Interruzione di gravidanza e obiezione in Italia: è legittimo scaricare la propria coscienza sulla pelle di una donna? Io dico di NO.
In questi giorni la notizia del concorso indetto dalla Regione Lazio rivolto esclusivamente a medici non obiettori (due posti come dirigente medico presso l’Ospedale San Camillo di Roma, disciplina Ostetricia e Ginecologia da destinare al Day Hospital e Day Surgery per l’applicazione della Legge 194/1978 – interruzione volontaria di gravidanza, peraltro già assegnati), che ha suscitato le ire della CEI e del ministro Lorenzin, mi ha fatto tornare alla memoria l’episodio della donna morta di parto a Catania nel 2016.

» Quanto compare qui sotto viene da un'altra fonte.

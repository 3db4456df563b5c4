//! 传输层
//!
//! 抽象出一次 HTTP POST，便于在测试中替换为脚本化的实现。

use crate::error::GateError;
use crate::types::ChatCompletionRequest;
use async_trait::async_trait;
use reqwest::header::CONTENT_TYPE;
use reqwest::Client;
use std::time::Duration;
use tracing::debug;

/// 原始 HTTP 响应
#[derive(Debug, Clone, PartialEq, Eq)]
pub struct TransportResponse {
    pub status: u16,
    pub body: Vec<u8>,
}

impl TransportResponse {
    pub fn new(status: u16, body: impl Into<Vec<u8>>) -> Self {
        Self {
            status,
            body: body.into(),
        }
    }

    pub fn is_success(&self) -> bool {
        (200..300).contains(&self.status)
    }

    /// 响应体文本（非 UTF-8 字节按替换字符处理）
    pub fn body_text(&self) -> String {
        String::from_utf8_lossy(&self.body).into_owned()
    }
}

/// 补全请求的传输 trait
#[async_trait]
pub trait CompletionTransport: Send + Sync {
    /// 发送一次 JSON POST
    ///
    /// 只有连接失败、超时等传输层问题返回错误；非 2xx 状态码连同响应体一起返回，
    /// 由调用方解析其中可能存在的错误对象。
    async fn post_json(
        &self,
        url: &str,
        api_key: &str,
        body: &ChatCompletionRequest,
        timeout: Duration,
    ) -> Result<TransportResponse, GateError>;
}

/// 基于 reqwest 的 HTTP 传输
#[derive(Debug, Clone)]
pub struct HttpTransport {
    client: Client,
}

impl HttpTransport {
    /// 创建新的 HTTP 传输
    pub fn new() -> Result<Self, GateError> {
        let client = Client::builder()
            .build()
            .map_err(|e| GateError::ConfigError(format!("创建 HTTP 客户端失败: {}", e)))?;
        Ok(Self { client })
    }

    /// 使用已有的 reqwest 客户端
    pub fn with_client(client: Client) -> Self {
        Self { client }
    }
}

#[async_trait]
impl CompletionTransport for HttpTransport {
    async fn post_json(
        &self,
        url: &str,
        api_key: &str,
        body: &ChatCompletionRequest,
        timeout: Duration,
    ) -> Result<TransportResponse, GateError> {
        let response = self
            .client
            .post(url)
            .header(CONTENT_TYPE, "application/json")
            .bearer_auth(api_key)
            .timeout(timeout)
            .json(body)
            .send()
            .await?;

        let status = response.status().as_u16();
        let bytes = response.bytes().await?;
        debug!(url = %url, status, bytes = bytes.len(), "收到上游响应");

        Ok(TransportResponse::new(status, bytes.to_vec()))
    }
}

Il caso in questione è quello di Valentina Milluzzo, trentaduenne incinta di due gemelli deceduta poiché, secondo le accuse dei familiari, un medico obiettore di coscienza si sarebbe rifiutato di estrarre dal ventre materno uno dei due feti in stato di sofferenza dichiarando: “Fino a che è vivo, io non intervengo”; la donna, alla diciannovesima settimana di gravidanza, era stata ricoverata presso l’ospedale Cannizzaro di Catania il 29 settembre per una sospetta dilatazione dell’utero e il 15 ottobre era stata colta da febbre e dolori lancinanti.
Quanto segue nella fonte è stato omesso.